Details

Autor(en) / Beteiligte

• Dingemanse, J.
• Kleinbloesem, C.H.
• Crevoisier, Ch
• Lankhaar, G.
• Gasser, U.E.

Titel

Pharmacokinetic Studies with a Dual-Release Formulation of Levodopa, a Novel Principle in the Treatment of Parkinson’s Disease

Ist Teil von

• European neurology, 1998-01, Vol.39 (2), p.119-124

Ort / Verlag

Basel, Switzerland: Karger

Erscheinungsjahr

1998

Quelle

MEDLINE

Beschreibungen/Notizen

• The objectives of the two studies reported here were the investigation of the influence of tablet breaking and food on the pharmacokinetics of levodopa and 3-O-methyldopa (3-OMD) after administration of a new levodopa/benserazide formulation with a biphasic drug delivery profile (Madopar ® DR). Both studies had an open-label, randomised, two-way crossover design and were conducted in 12 healthy young subjects. The pharmacokinetics of levodopa and 3-OMD after one intact or two halved tablets were very similar with average C max and t max 1.9 mg·l –1 and 1.2 h, respectively. Administration of the formulation after a standard breakfast did not influence the extent of levodopa absorption but increased the absorption rate.
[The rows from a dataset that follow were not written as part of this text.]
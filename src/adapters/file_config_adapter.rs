//! INI file configuration adapter.

use crate::domain::error::TickgateError;
use crate::ports::config_port::ConfigPort;
use configparser::ini::Ini;
use std::path::Path;

pub struct FileConfigAdapter {
    config: Ini,
}

impl FileConfigAdapter {
    pub fn from_file<P: AsRef<Path>>(path: P) -> Result<Self, TickgateError> {
        let mut config = Ini::new();
        config
            .load(path.as_ref())
            .map_err(|e| TickgateError::ConfigParse {
                file: path.as_ref().display().to_string(),
                reason: e,
            })?;
        Ok(Self { config })
    }

    pub fn from_string(content: &str) -> Result<Self, TickgateError> {
        let mut config = Ini::new();
        config
            .read(content.to_string())
            .map_err(|e| TickgateError::ConfigParse {
                file: "<inline>".to_string(),
                reason: e,
            })?;
        Ok(Self { config })
    }

    fn parse_bool(value: &str) -> Option<bool> {
        match value.to_lowercase().as_str() {
            "true" | "yes" | "1" => Some(true),
            "false" | "no" | "0" => Some(false),
            _ => None,
        }
    }
}

impl ConfigPort for FileConfigAdapter {
    fn get_string(&self, section: &str, key: &str) -> Option<String> {
        self.config.get(section, key)
    }

    fn get_int(&self, section: &str, key: &str, default: i64) -> i64 {
        self.config
            .getint(section, key)
            .ok()
            .flatten()
            .unwrap_or(default)
    }

    fn get_double(&self, section: &str, key: &str, default: f64) -> f64 {
        self.config
            .getfloat(section, key)
            .ok()
            .flatten()
            .unwrap_or(default)
    }

    fn get_bool(&self, section: &str, key: &str, default: bool) -> bool {
        self.config
            .get(section, key)
            .as_ref()
            .and_then(|v| Self::parse_bool(v))
            .unwrap_or(default)
    }
}
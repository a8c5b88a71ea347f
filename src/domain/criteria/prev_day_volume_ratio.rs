//! Previous-day volume ratio criterion.
//!
//! Decides whether today's early cumulative intraday volume already matches
//! or exceeds what the prior trading day had accumulated by the equivalent
//! wall-clock point, a proxy for abnormal early interest. Tick snapshots
//! carry cumulative session volume; the prior day is sampled from 5-minute
//! bars, aligned at the first bar time at or after the snapshot time (or the
//! day's last bar when the snapshot falls after the final bar).

use crate::domain::context::EvaluationContext;
use crate::domain::criterion::{Criterion, CriterionResult};
use crate::domain::error::TickgateError;
use chrono::NaiveTime;

/// Only ticks at or before this time of day are considered.
fn snapshot_cutoff() -> NaiveTime {
    NaiveTime::from_hms_opt(10, 15, 0).unwrap()
}

pub struct PrevDayVolumeRatioCriterion;

impl PrevDayVolumeRatioCriterion {
    fn check(&self, ctx: &EvaluationContext) -> Result<CriterionResult, TickgateError> {
        let Some(as_of) = ctx.data.latest_trading_date(ctx.now)? else {
            return Ok(CriterionResult::fail("intraday data missing").with_metric("ratio", 0.0));
        };

        let Some(snapshot) = ctx
            .data
            .tick_at_or_before(&ctx.code, as_of, snapshot_cutoff())?
        else {
            return Ok(CriterionResult::fail("intraday data missing").with_metric("ratio", 0.0));
        };

        let Some(prev_date) = ctx.data.latest_finer_bar_date_before(&ctx.code, as_of)? else {
            return Ok(CriterionResult::fail("previous day data missing").with_metric("ratio", 0.0));
        };

        // Align at the first prior-day bar covering the snapshot time; when
        // the snapshot falls after the final bar, use the day's last bar.
        let alignment_time = match ctx.data.earliest_finer_bar_time_at_or_after(
            &ctx.code,
            prev_date,
            snapshot.time,
        )? {
            Some(t) => t,
            None => ctx
                .data
                .latest_finer_bar_time(&ctx.code, prev_date)?
                .unwrap_or(snapshot.time),
        };

        let prev_cum_volume = ctx
            .data
            .sum_finer_volume_up_to(&ctx.code, prev_date, alignment_time)?;
        if prev_cum_volume <= 0.0 {
            return Ok(CriterionResult::fail("previous day volume abnormal")
                .with_metric("ratio", 0.0)
                .with_metric("trade_date", as_of));
        }

        let ratio = snapshot.cum_volume / prev_cum_volume;
        let verdict = ratio >= 1.0;
        let reason = format!(
            "prev-day volume ratio {}: {:.2} ({} -> {})",
            if verdict { "sufficient" } else { "insufficient" },
            ratio,
            snapshot.time,
            alignment_time,
        );

        let result = if verdict {
            CriterionResult::pass(reason)
        } else {
            CriterionResult::fail(reason)
        };
        Ok(result
            .with_metric("ratio", ratio)
            .with_metric("trade_date", as_of))
    }
}

impl Criterion for PrevDayVolumeRatioCriterion {
    fn name(&self) -> &'static str {
        "prev_day_volume_ratio"
    }

    fn evaluate(&self, ctx: &EvaluationContext) -> CriterionResult {
        match self.check(ctx) {
            Ok(result) => result,
            Err(e) => {
                eprintln!(
                    "warning: {} for {} ({}): {}",
                    self.name(),
                    ctx.code,
                    ctx.name,
                    e
                );
                CriterionResult::fail("ratio computation error").with_metric("ratio", 0.0)
            }
        }
    }
}
//! Watchlist parsing: the set of stocks an evaluation run covers.
//!
//! Codes come in as a comma-separated list; each token is either a bare code
//! (`600519`) or a code with a display name (`600519:Kweichow Moutai`).

use std::collections::HashSet;

#[derive(Debug, Clone, PartialEq, Eq)]
pub struct WatchEntry {
    pub code: String,
    pub name: String,
}

#[derive(Debug, Clone, thiserror::Error)]
pub enum WatchlistError {
    #[error("empty token in watchlist")]
    EmptyToken,

    #[error("duplicate code: {0}")]
    DuplicateCode(String),
}

pub fn parse_watchlist(input: &str) -> Result<Vec<WatchEntry>, WatchlistError> {
    let mut entries = Vec::new();
    let mut seen = HashSet::new();

    for token in input.split(',') {
        let trimmed = token.trim();
        if trimmed.is_empty() {
            return Err(WatchlistError::EmptyToken);
        }
        let (code, name) = match trimmed.split_once(':') {
            Some((code, name)) => (code.trim(), name.trim()),
            None => (trimmed, ""),
        };
        if code.is_empty() {
            return Err(WatchlistError::EmptyToken);
        }
        let code = code.to_uppercase();
        if seen.contains(&code) {
            return Err(WatchlistError::DuplicateCode(code));
        }
        seen.insert(code.clone());
        let name = if name.is_empty() {
            code.clone()
        } else {
            name.to_string()
        };
        entries.push(WatchEntry { code, name });
    }

    Ok(entries)
}

#[cfg(test)]
mod tests {
    use super::*;

    #[test]
    fn test_parse_watchlist_basic() {
        let result = parse_watchlist("600519,000001,300750").unwrap();
        let codes: Vec<&str> = result.iter().map(|e| e.code.as_str()).collect();
        assert_eq!(codes, vec!["600519", "000001", "300750"]);
    }

    #[test]
    fn test_parse_watchlist_with_names() {
        let result = parse_watchlist("600519:Kweichow Moutai, 000001:Ping An Bank").unwrap();
        assert_eq!(
            result[0],
            WatchEntry {
                code: "600519".to_string(),
                name: "Kweichow Moutai".to_string(),
            }
        );
        assert_eq!(result[1].name, "Ping An Bank");
    }

    #[test]
    fn test_parse_watchlist_bare_code_uses_code_as_name() {
        let result = parse_watchlist("600519").unwrap();
        assert_eq!(result[0].name, "600519");
    }

    #[test]
    fn test_parse_watchlist_with_whitespace() {
        let result = parse_watchlist("  600519 , 000001  ").unwrap();
        let codes: Vec<&str> = result.iter().map(|e| e.code.as_str()).collect();
        assert_eq!(codes, vec!["600519", "000001"]);
    }

    #[test]
    fn test_parse_watchlist_uppercases_codes() {
        let result = parse_watchlist("hk00700:Tencent").unwrap();
        assert_eq!(result[0].code, "HK00700");
        assert_eq!(result[0].name, "Tencent");
    }

    #[test]
    fn test_parse_watchlist_empty_token() {
        let result = parse_watchlist("600519,,000001");
        assert!(matches!(result, Err(WatchlistError::EmptyToken)));
    }

    #[test]
    fn test_parse_watchlist_name_without_code() {
        let result = parse_watchlist(":Nameless");
        assert!(matches!(result, Err(WatchlistError::EmptyToken)));
    }

    #[test]
    fn test_parse_watchlist_duplicate() {
        let result = parse_watchlist("600519,000001,600519");
        assert!(matches!(result, Err(WatchlistError::DuplicateCode(s)) if s == "600519"));
    }
}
C max and t max were on average 2.1 mg·l –1 and 1.3 h, respectively, in the fed condition and 1.5 mg·l –1 and 2.5 h in the fasted condition. The presence of food did not markedly affect the plateau in levodopa levels between about 1 and 3 h after intake. In conclusion, the release characteristics in healthy subjects of the new levodopa/benserazide formulation are influenced only to a minor extent by concomitant intake of food or by tablet breaking.